面向医学图像分割的模型异质半监督联邦学习

医学影像分割的模型异质半监督联邦学习

背景介绍

医学图像分割在临床诊断中具有至关重要的作用,它帮助医生识别和分析病情。然而,该任务通常面临敏感数据、隐私问题及昂贵的标注费用等挑战。尽管当前研究主要聚焦于个性化协作训练医学分割系统,但忽视了获取分割标注是耗时且费力的。如何在保持本地模型个性化的同时平衡标注成本和分割性能,已成为研究的一个重要方向。因此,本研究引入了一种新颖的模型异质半监督联邦学习框架。 模型异质性的联邦学习架构

论文来源

这篇论文题为“Model-Heterogeneous Semi-Supervised Federated Learning for Medical Image Segmentation”,由Yuxi Ma、Jiacheng Wang、Jing Yang和Liansheng Wang共同撰写,作者分别隶属于厦门大学国家数据科学与健康医学研究院和厦门大学计算机科学系。论文发表在2024年5月《IEEE Transactions on Medical Imaging》期刊上。

研究方法和过程

工作流程

  1. 研究目标:本研究的主要目标是提出一种在保持模型个性化的情况下,利用无标注数据减少标注负担的模型异质半监督联邦学习(HSSF)框架。

  2. 关键模块:HSSF框架引入了规则凝聚(regularity condensation)和规则融合(regularity fusion)以确保不同站点之间的个性化。此外,还提出了自评估(SA)模块和可靠伪标签生成(RPG)模块,以充分利用无标注数据。

  3. 规则凝聚和规则融合

    • 规则凝聚:服务器根据各站点上传的模型表现,选择最接近真值的规则进行凝聚,并将这些规则广播给所有站点。
    • 规则融合:每个站点根据自身需要选择部分有益的规则进行融合。
  4. 半监督学习

    • SA模块实时生成自我评估信心,用于检测模型预测的准确性。
    • RPG模块根据SA信心生成可靠的伪标签。

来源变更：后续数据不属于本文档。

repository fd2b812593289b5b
// file: src/utils/mod.rs
// description: utility functions module exports
// reference: internal module structure

pub mod logging;
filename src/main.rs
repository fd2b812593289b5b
// file: src/main.rs
// description: commandline application entry point with command handling
// reference: application bootstrap and orchestration

use anyhow::{Context, Result};
use clap::{ArgAction, Parser, Subcommand};
use repo_navigator::mcp::server::{repository_summaries, resolve_address};
use repo_navigator::mcp::NavigatorMcp;
use repo_navigator::utils::logging::{format_empty, format_rejected, format_resolved, format_section};
use repo_navigator::{Config, ModuleDetector, Workspace};
use rmcp::ServiceExt;
use std::path::{Path, PathBuf};
use std::time::Instant;
use tracing::{info, warn};

#[derive(Parser)]
#[command(name = "repo_navigator")]
#[command(version)]
#[command(about = "Multi-repository path resolution and module detection for tool-driven agents", long_about = None)]
struct Cli {
    #[arg(
        short,
        long,
        value_name = "FILE",
        default_value = "config/default.toml"
    )]
    config: PathBuf,

    #[arg(long, default_value_t = true, action = ArgAction::Set)]
    color: bool,

    #[arg(short, long, action = ArgAction::SetTrue)]
    verbose: bool,

    #[command(subcommand)]
    command: Commands,
}

#[derive(Subcommand)]
enum Commands {
    /// Start MCP (Model Context Protocol) server on stdio
    Serve,

    /// List registered repositories
    Repos,

    /// List detected modules
    Modules {
        #[arg(short, long)]
        repo: Option<String>,
    },

    /// Validate and resolve a repository-qualified path such as /my-repo/src/main.rs
    Resolve { address: String },

    /// Run module detection on a directory without registering it
    Detect { dir: PathBuf },
}

#[tokio::main]
async fn main() -> Result<()> {
    let cli = Cli::parse();

    repo_navigator::utils::logging::init_logger(cli.color, cli.verbose);
    colored::control::set_override(cli.color);

    info!("Loading configuration from: {}", cli.config.display());

    let config = if cli.config.exists() {
        Config::load(Some(cli.config.as_path())).context("Failed to load configuration")?
    } else {
        warn!(
            "Config file {} not found, using default configuration",
            cli.config.display()
        );
        Config::load(None).unwrap_or_else(|e| {
            warn!("Falling back to built-in defaults: {}", e);
            Config::default_config()
        })
    };

    match cli.command {
        Commands::Serve => cmd_serve(config).await?,
        Commands::Repos => cmd_repos(&config).await?,
        Commands::Modules { repo } => cmd_modules(&config, repo.as_deref()).await?,
        Commands::Resolve { address } => cmd_resolve(&config, &address).await?,
        Commands::Detect { dir } => cmd_detect(&config, &dir)?,
    }

    Ok(())
}

async fn load_workspace(config: &Config) -> Result<Workspace> {
    let start_time = Instant::now();
    let workspace = Workspace::initialize(config)
        .await
        .context("Failed to initialize repositories")?;

    info!(
        "Workspace ready in {:.2}s ({} repositories, {} modules)",
        start_time.elapsed().as_secs_f64(),
        workspace.repositories().len(),
        workspace.modules().len()
    );
    Ok(workspace)
}

async fn cmd_serve(config: Config) -> Result<()> {
    let workspace = load_workspace(&config).await?;
    if workspace.repositories().is_empty() {
        warn!("No repositories registered; tools will report every path as unknown");
    }

    let mcp_server = NavigatorMcp::new(workspace, config.server.clone());

    info!("MCP server ready. Available tools:");
    for tool in mcp_server.get_tool_router().list_all() {
        info!("  - {}", tool.name);
    }

    let service = mcp_server
        .serve(rmcp::transport::stdio())
        .await
        .context("Failed to start MCP server")?;
    service.waiting().await?;

    info!("MCP server stopped");
    Ok(())
}

async fn cmd_repos(config: &Config) -> Result<()> {
    let workspace = load_workspace(config).await?;
    let summaries = repository_summaries(&workspace);

    if summaries.is_empty() {
        println!("{}", format_empty("repositories"));
        return Ok(());
    }

    println!("{}", format_section("Repositories", summaries.len()));
    for repo in summaries {
        let marker = if repo.is_default { " (default)" } else { "" };
        println!(
            "  /{}{}  {}  [{} modules]  {}",
            repo.id,
            marker,
            repo.display_name,
            repo.module_count,
            repo.root_path.display()
        );
    }
    Ok(())
}

async fn cmd_modules(config: &Config, repo: Option<&str>) -> Result<()> {
    let workspace = load_workspace(config).await?;

    let modules = match repo {
        Some(repo_id) => {
            let repo = workspace.repositories().require(repo_id)?;
            workspace.modules().get_by_repo(&repo.id)
        }
        None => workspace.modules().all().cloned().collect(),
    };

    if modules.is_empty() {
        println!("{}", format_empty("modules"));
        return Ok(());
    }

    println!("{}", format_section("Modules", modules.len()));
    for module in modules {
        println!(
            "  /{}/{:<24} {:<12} {:<12} {}",
            module.repo_id, module.path, module.module_type, module.language, module.name
        );
    }
    Ok(())
}

async fn cmd_resolve(config: &Config, address: &str) -> Result<()> {
    let workspace = load_workspace(config).await?;

    match resolve_address(&workspace, address) {
        Ok(resolved) => {
            println!(
                "{}",
                format_resolved(address, &resolved.absolute_path.display().to_string())
            );
            if let Some(module) = resolved.module {
                println!("  module: {}", module);
            }
            Ok(())
        }
        Err(message) => {
            println!("{}", format_rejected(&message));
            Err(anyhow::anyhow!("Could not resolve {}", address))
        }
    }
}

fn cmd_detect(config: &Config, dir: &Path) -> Result<()> {
    let detector = ModuleDetector::new(config.detection.clone());
    let modules = detector
        .detect(dir)
        .with_context(|| format!("Module detection failed for {}", dir.display()))?;

    println!(
        "{}",
        format_section(&format!("Modules in {}", dir.display()), modules.len())
    );
    for module in modules {
        println!(
            "  {:<24} {:<12} {:<12} {}",
            module.id, module.module_type, module.language, module.name
        );
    }
    Ok(())
}
//! Reactive Primitives
//!
//! This module implements the core reactive system: signals, derivations,
//! and effects, coordinated by a [`Session`].
//!
//! # Concepts
//!
//! ## Signals
//!
//! A signal is a named container for input state, usually bound to a
//! widget. When a signal is read inside a derivation or effect, that reader
//! is registered as a dependent. When the value changes, all dependents are
//! invalidated.
//!
//! ## Derivations
//!
//! A derivation is a named value computed from signals and other
//! derivations. It is lazy: it computes on first read, caches the result,
//! and recomputes only when read again after one of its inputs changed.
//! Derivations must not write signals.
//!
//! ## Effects
//!
//! An effect is a side-effecting computation that renders outputs.
//! Continuous effects re-run whenever anything they read changes.
//! Event-gated effects re-run only when one of their trigger signals is
//! written; everything else they read is consulted, not watched.
//!
//! # Implementation Notes
//!
//! Dependency tracking uses an explicit context stack owned by the session
//! rather than thread-local state. Reads go through the [`Scope`] handed to
//! each callback, which records them in the frame on top of the stack.

mod signal;
mod context;
mod memo;
mod effect;
mod scope;
mod session;

pub use memo::DeriveFn;
pub use effect::EffectFn;
pub use scope::Scope;
pub use session::{Batch, FailureObserver, FlushReport, Session, SessionBuilder, NO_DEPS};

这两个模块结合使用,能够提高无标注数据的训练效率。

实验设计

我们在皮肤病变和息肉病变数据集上分别进行模型评估,通过实验结果展示了HSSF模型在异质设计中优于其他方法,即使在同质设计中也表现出色,特别是在区域评估指标上。

算法详细

HSSF的工作流可以作为以下几步:

  1. 数据准备:准备一个公共数据集和多个本地数据集。公共数据集用于共享知识,本地数据集只用来进行本地操作并保持私有。
  2. 规则凝聚:在每个通信周期内,服务器首先从所有本地模型中选择最优规则进行凝聚。
  3. 本地模型的更新:每个站点根据自身需要选择性地融合这些规则,然后使用本地无标注数据进行自我训练,以更新自身模型。

半监督学习的具体方法

  1. 有标注训练:首先对公共数据集进行监督训练,训练模型和SA模块,使其能够有效地生成自评估信心。
  2. 无标注自我训练:利用SA模块生成的信心评分修正伪标签,提高伪标签的可靠性。通过一致性正则化和自我训练两种方式,对本地无标注数据进行训练。

研究结果

  1. 评估指标:使用Dice系数和Hausdorff距离作为主要评估指标,来量化模型的分割性能。结果表明,HSSF在所有考虑的案例中均表现出色。

  2. 比较实验:将HSSF与同质和异质模型的其他最先进联邦学习方法进行了比较,实验结果证实了HSSF的有效性和优越性。

  3. 消融实验:通过消融实验验证了各个模块的有效性,证明了SA模块和RPG模块在不同情境下均能显著提升模型性能。

研究结论

本研究提出的HSSF框架在医学图像分割任务中展示了优越的性能。通过引入SA模块和RPG模块,模型能够自我评估和修正伪标签,提高无标注数据的利用效率。同时,HSSF框架中独特的规则凝聚和规则融合机制,确保了不同站点的模型个性化,实现了在联邦学习中的有效知识共享。 HSSF不仅在医学图像分割任务中取得了显著的进展,还为未来的跨站点协作学习提供了有效的解决方案。通过减少标注负担、保护数据隐私和提高模型个性化,该框架在实际应用中具有很高的潜力和价值。